Prosecutors say Gallardo and his girlfriend killed the adults and later went to stores to purchase supplies for a Halloween party while one of the dead victims was in the back of the Jeep they were driving.
Miora, who was called by the defense, said people who score as low as Gallardo are easily influenced and more likely to act without considering the consequences of their behavior.
"They are susceptible to the ideas and influences of others," Miora said. "They want friends. They want to be liked."
Miora testified that the evaluation she conducted determines whether a test subject is trying to achieve a lower score. She said her evaluation showed that Gallardo was not doing so.
She said the Social Security Administration also diagnosed Gallardo as mentally retarded when the agency evaluated him when he was 13.
Gallardo, who was 16 at the time of the October 2011 killings, is being tried as an adult and faces life in prison if he is convicted.
The victims' bodies were found in separate shallow graves. Jose Lara, 51, was handcuffed and his body was covered with a blanket. Gloria Villalta, 58, was bloated from decomposition and her head was wrapped in duct tape.
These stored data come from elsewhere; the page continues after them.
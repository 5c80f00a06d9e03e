//! # Session Store
//!
//! Owns the process-wide "is authenticated" flag and every transition of it:
//! restoring a session at start-up, login, logout, and the forced logout that
//! follows a failed silent renewal.

use crate::cart::CartCountStore;
use crate::interceptor::{SessionClient, TOKEN_PATH};
use serde::Serialize;
use shop_core::{
    ApiRequest, AuthState, BoxedNavigator, BoxedProfileCache, CartCount, ListenerId, Route,
    SessionEvent, SessionEvents, SessionListener, ShopResult, UserProfile,
};
use std::sync::Arc;
use tokio::sync::watch;
use tracing::{debug, info, instrument, warn};

/// Session verification endpoint (returns the user profile)
pub const VERIFY_PATH: &str = "/token/verify_login/";

/// Logout endpoint
pub const LOGOUT_PATH: &str = "/token/logout/";

/// Login form payload
#[derive(Clone, Serialize)]
pub struct Credentials {
    pub username: String,
    pub password: String,
}

impl Credentials {
    pub fn new(username: impl Into<String>, password: impl Into<String>) -> Self {
        Self {
            username: username.into(),
            password: password.into(),
        }
    }
}

impl std::fmt::Debug for Credentials {
    fn fmt(&self, f: &mut std::fmt::Formatter<'_>) -> std::fmt::Result {
        f.debug_struct("Credentials")
            .field("username", &self.username)
            .field("password", &"<redacted>")
            .finish()
    }
}

/// Everything needed to end a session client-side.
///
/// Registered on the event bus, so it must not hold the client itself.
struct SessionTeardown {
    auth: AuthState,
    cart_count: CartCount,
    profile: BoxedProfileCache,
    navigator: BoxedNavigator,
}

impl SessionTeardown {
    fn end_session(&self) {
        if let Err(e) = self.profile.clear() {
            warn!("Failed to clear cached profile: {}", e);
        }
        self.auth.set(false);
        self.cart_count.set(0);
        self.navigator.navigate(Route::Login);
    }
}

impl SessionListener for SessionTeardown {
    fn on_event(&self, event: SessionEvent) {
        match event {
            SessionEvent::RenewalFailed => {
                info!("Session could not be renewed, logging out");
                self.end_session();
            }
        }
    }
}

/// Keeps the teardown registered on the bus while any store clone is alive
struct TeardownRegistration {
    events: SessionEvents,
    id: ListenerId,
}

impl Drop for TeardownRegistration {
    fn drop(&mut self) {
        self.events.unsubscribe(self.id);
    }
}

/// Reactive authentication state plus the session lifecycle operations.
///
/// Cheap to clone; clones share the same flag. Once the last clone is
/// dropped the store stops listening for renewal failures.
#[derive(Clone)]
pub struct SessionStore {
    client: SessionClient,
    cart: CartCountStore,
    teardown: Arc<SessionTeardown>,
    _registration: Arc<TeardownRegistration>,
}

impl SessionStore {
    /// Create the store and subscribe it to renewal failures on `client`
    pub fn new(
        client: SessionClient,
        cart: CartCountStore,
        profile: BoxedProfileCache,
        navigator: BoxedNavigator,
    ) -> Self {
        let teardown = Arc::new(SessionTeardown {
            auth: AuthState::default(),
            cart_count: cart.counter(),
            profile,
            navigator,
        });
        let registration = TeardownRegistration {
            events: client.events().clone(),
            id: client.events().subscribe(teardown.clone()),
        };

        Self {
            client,
            cart,
            teardown,
            _registration: Arc::new(registration),
        }
    }

    pub fn is_authenticated(&self) -> bool {
        self.teardown.auth.get()
    }

    pub fn subscribe(&self) -> watch::Receiver<bool> {
        self.teardown.auth.subscribe()
    }

    /// Cached profile snapshot, for greeting UI
    pub fn profile(&self) -> Option<UserProfile> {
        self.teardown.profile.load()
    }

    pub fn cart(&self) -> &CartCountStore {
        &self.cart
    }

    /// The only way consumers change the flag. Becoming authenticated
    /// refreshes the cart count.
    pub async fn set_authenticated(&self, authenticated: bool) {
        let changed = self.teardown.auth.set(authenticated);
        if changed && authenticated {
            self.cart.fetch_count().await;
        }
    }

    /// Restore a previous session at start-up.
    ///
    /// Only a cached profile makes a verification call worthwhile. Any
    /// verification failure, network or auth, ends the session.
    #[instrument(skip(self))]
    pub async fn initialize(&self) -> bool {
        if self.teardown.profile.load().is_none() {
            debug!("No cached profile, starting anonymous");
            return false;
        }

        match self.client.request(&ApiRequest::post(VERIFY_PATH)).await {
            Ok(_) => {
                info!("Restored session");
                self.set_authenticated(true).await;
                true
            }
            Err(e) => {
                warn!("Session verification failed: {}", e);
                self.teardown.end_session();
                false
            }
        }
    }

    /// Obtain credentials, fetch and cache the profile, and go home.
    ///
    /// Failures are returned untouched for the login form and change no state.
    #[instrument(skip(self, credentials), fields(username = %credentials.username))]
    pub async fn login(&self, credentials: &Credentials) -> ShopResult<UserProfile> {
        self.client
            .request(&ApiRequest::post(TOKEN_PATH).with_json(credentials)?)
            .await?;

        let profile: UserProfile = self.client.json(&ApiRequest::post(VERIFY_PATH)).await?;

        if let Err(e) = self.teardown.profile.store(&profile) {
            warn!("Failed to cache profile: {}", e);
        }
        self.set_authenticated(true).await;
        self.teardown.navigator.navigate(Route::Home);

        info!("Logged in");
        Ok(profile)
    }

    /// Tell the backend (best effort) and end the session locally regardless.
    #[instrument(skip(self))]
    pub async fn logout(&self) {
        if let Err(e) = self.client.request(&ApiRequest::post(LOGOUT_PATH)).await {
            debug!("Logout call failed, ending session locally: {}", e);
        }
        self.teardown.end_session();
        info!("Logged out");
    }
}

#[cfg(test)]
mod tests {
    use super::*;
    use crate::cart::CART_COUNT_PATH;
    use crate::interceptor::REFRESH_PATH;
    use crate::testing::{failure, ok, unauthorized, unreachable, ScriptedTransport};
    use serde_json::json;
    use shop_core::{MemoryProfileCache, ProfileCache, RecordingNavigator, ShopError};

    struct Harness {
        transport: Arc<ScriptedTransport>,
        profile: Arc<MemoryProfileCache>,
        navigator: Arc<RecordingNavigator>,
        session: SessionStore,
    }

    fn harness(transport: ScriptedTransport, profile: MemoryProfileCache) -> Harness {
        let transport = Arc::new(transport);
        let profile = Arc::new(profile);
        let navigator = Arc::new(RecordingNavigator::new());
        let client = SessionClient::new(transport.clone());
        let session = SessionStore::new(
            client.clone(),
            CartCountStore::new(client),
            profile.clone(),
            navigator.clone(),
        );
        Harness {
            transport,
            profile,
            navigator,
            session,
        }
    }

    fn returning_user() -> MemoryProfileCache {
        MemoryProfileCache::with_profile(UserProfile::new("rex"))
    }

    #[tokio::test]
    async fn test_fresh_start_makes_no_calls() {
        let h = harness(ScriptedTransport::new(), MemoryProfileCache::new());

        assert!(!h.session.initialize().await);

        assert!(!h.session.is_authenticated());
        assert!(h.transport.requests().is_empty());
        assert!(h.navigator.history().is_empty());
    }

    #[tokio::test]
    async fn test_restore_with_cached_profile() {
        let h = harness(
            ScriptedTransport::new()
                .always(VERIFY_PATH, ok(json!({"username": "rex"})))
                .always(CART_COUNT_PATH, ok(json!({"count": 2}))),
            returning_user(),
        );

        assert!(h.session.initialize().await);

        assert!(h.session.is_authenticated());
        assert_eq!(h.transport.count(VERIFY_PATH), 1);
        assert_eq!(h.transport.count(CART_COUNT_PATH), 1);
        assert_eq!(h.session.cart().count(), 2);
        assert_eq!(h.session.profile().unwrap().username, "rex");
    }

    #[tokio::test]
    async fn test_failed_restore_ends_session() {
        for outcome in [failure(500), unreachable()] {
            let h = harness(
                ScriptedTransport::new().always(VERIFY_PATH, outcome),
                returning_user(),
            );

            assert!(!h.session.initialize().await);

            assert!(!h.session.is_authenticated());
            assert!(h.profile.load().is_none());
            assert_eq!(h.navigator.last(), Some(Route::Login));
            assert_eq!(h.transport.count(CART_COUNT_PATH), 0);
        }
    }

    #[tokio::test]
    async fn test_restore_with_expired_session_renews_first() {
        let h = harness(
            ScriptedTransport::new()
                .then(VERIFY_PATH, unauthorized())
                .then(VERIFY_PATH, ok(json!({"username": "rex"})))
                .always(REFRESH_PATH, ok(json!({})))
                .always(CART_COUNT_PATH, ok(json!({"count": 0}))),
            returning_user(),
        );

        assert!(h.session.initialize().await);
        assert_eq!(h.transport.count(REFRESH_PATH), 1);
        assert!(h.profile.load().is_some());
    }

    #[tokio::test]
    async fn test_restore_with_dead_refresh_credential() {
        let h = harness(
            ScriptedTransport::new()
                .always(VERIFY_PATH, unauthorized())
                .always(REFRESH_PATH, failure(401)),
            returning_user(),
        );

        assert!(!h.session.initialize().await);

        assert!(!h.session.is_authenticated());
        assert!(h.profile.load().is_none());
        assert_eq!(h.navigator.last(), Some(Route::Login));
    }

    #[tokio::test]
    async fn test_renewal_failure_anywhere_logs_out() {
        let h = harness(
            ScriptedTransport::new()
                .always(VERIFY_PATH, ok(json!({"username": "rex"})))
                .always(CART_COUNT_PATH, ok(json!({"count": 3})))
                .always("/orders/", unauthorized())
                .always(REFRESH_PATH, failure(401)),
            returning_user(),
        );
        h.session.initialize().await;
        assert!(h.session.is_authenticated());
        let mut rx = h.session.subscribe();

        let err = h
            .session
            .client
            .request(&ApiRequest::get("/orders/"))
            .await
            .unwrap_err();

        assert!(err.is_auth_failure());
        assert!(!h.session.is_authenticated());
        assert!(rx.has_changed().unwrap());
        assert!(!*rx.borrow_and_update());
        assert!(h.profile.load().is_none());
        assert_eq!(h.session.cart().count(), 0);
        assert_eq!(h.navigator.last(), Some(Route::Login));
    }

    #[tokio::test]
    async fn test_login_caches_profile_and_counts_cart() {
        let h = harness(
            ScriptedTransport::new()
                .always(TOKEN_PATH, ok(json!({})))
                .always(VERIFY_PATH, ok(json!({"username": "rex", "email": "rex@example.com"})))
                .always(CART_COUNT_PATH, ok(json!({"count": 1}))),
            MemoryProfileCache::new(),
        );

        let profile = h.session.login(&Credentials::new("rex", "bone")).await.unwrap();

        assert_eq!(profile.email.as_deref(), Some("rex@example.com"));
        assert_eq!(h.profile.load(), Some(profile));
        assert!(h.session.is_authenticated());
        assert_eq!(h.session.cart().count(), 1);
        assert_eq!(h.navigator.last(), Some(Route::Home));

        let login = &h.transport.requests()[0];
        assert_eq!(login.body, Some(json!({"username": "rex", "password": "bone"})));
    }

    #[tokio::test]
    async fn test_rejected_login_changes_nothing() {
        let h = harness(
            ScriptedTransport::new().always(
                TOKEN_PATH,
                Err(ShopError::from_status(
                    401,
                    json!({"detail": "No active account found with the given credentials"}),
                )),
            ),
            MemoryProfileCache::new(),
        );

        let err = h.session.login(&Credentials::new("rex", "wrong")).await.unwrap_err();

        assert!(err.is_auth_failure());
        assert_eq!(h.transport.count(REFRESH_PATH), 0);
        assert!(!h.session.is_authenticated());
        assert!(h.profile.load().is_none());
        assert!(h.navigator.history().is_empty());
    }

    #[tokio::test]
    async fn test_logout_ignores_backend_failure() {
        let h = harness(
            ScriptedTransport::new()
                .always(VERIFY_PATH, ok(json!({"username": "rex"})))
                .always(CART_COUNT_PATH, ok(json!({"count": 3})))
                .always(LOGOUT_PATH, failure(500)),
            returning_user(),
        );
        h.session.initialize().await;

        h.session.logout().await;

        assert_eq!(h.transport.count(LOGOUT_PATH), 1);
        assert!(!h.session.is_authenticated());
        assert!(h.profile.load().is_none());
        assert_eq!(h.session.cart().count(), 0);
        assert_eq!(h.navigator.last(), Some(Route::Login));
    }

    #[tokio::test]
    async fn test_setter_only_counts_on_transition() {
        let h = harness(
            ScriptedTransport::new().always(CART_COUNT_PATH, ok(json!({"count": 1}))),
            MemoryProfileCache::new(),
        );

        h.session.set_authenticated(true).await;
        h.session.set_authenticated(true).await;
        h.session.set_authenticated(false).await;

        assert_eq!(h.transport.count(CART_COUNT_PATH), 1);
        assert!(!h.session.is_authenticated());
    }

    #[tokio::test]
    async fn test_dropped_store_stops_listening() {
        let transport = Arc::new(ScriptedTransport::new());
        let client = SessionClient::new(transport);
        let navigator = Arc::new(RecordingNavigator::new());

        let first = SessionStore::new(
            client.clone(),
            CartCountStore::new(client.clone()),
            Arc::new(MemoryProfileCache::new()),
            navigator.clone(),
        );
        let clone = first.clone();
        assert_eq!(client.events().listener_count(), 1);

        drop(first);
        assert_eq!(client.events().listener_count(), 1);
        drop(clone);
        assert_eq!(client.events().listener_count(), 0);

        let _second = SessionStore::new(
            client.clone(),
            CartCountStore::new(client.clone()),
            Arc::new(MemoryProfileCache::new()),
            navigator.clone(),
        );
        client.events().publish(SessionEvent::RenewalFailed);

        assert_eq!(client.events().listener_count(), 1);
        assert_eq!(navigator.history(), vec![Route::Login]);
    }
}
At the heart of the prosecution's case is a detailed confession Gallardo gave two sheriff's homicide detectives in which he admitted strangling Villalta and hitting Lara with a baseball bat before stabbing him.
A former Santa Monica police homicide investigator called by the defense Tuesday told jurors that detectives should generally avoid leading questions while interviewing suspects and should have only one detective interviewing a juvenile suspect at a time.
Gary Michael Steiner, who retired as a sergeant in 2008, said he would be concerned about the mental ability of a suspect who told him he could not read or write. In Gallardo's case, the teenager told sheriff's detectives he was unable to read or write English.
Under questioning by Los Angeles County Deputy Alternate Public Defender Scott T. Johnson, Steiner said that some suspects might be willing to falsely confess to something without understanding the consequences.
"They can say they did something they didn't do if we don't do our jobs right," Steiner testified.
But during cross-examination, Deputy Dist. Atty. Eric Siddall questioned the suggestion that Gallardo might have given a false confession.
Gallardo gave details about the attack that included the type of baseball bat that was used and led detectives to where the bodies had been buried.
The prosecutor asked Steiner whether that type of information from a suspect amounted to corroboration for a confession. Steiner said it might not necessarily corroborate that the suspect was involved in an actual murder rather than simply show he had knowledge of what occurred after the crime.
The defense wrapped up its case with Gallardo telling Los Angeles County Superior Court Judge Ricardo R. Ocampo that he would not testify. Closing arguments in the trial are expected to begin Wednesday.
Gallardo's girlfriend, Cynthia Alvarez, was convicted earlier this month in both killings.
During her trial, Alvarez, 16, blamed Gallardo for the killings. She claimed she did not want her parents dead but did not seek help because she was afraid of her boyfriend, whom she described as abusive.
A jury deliberated for about three hours before convicting her of first-degree murder.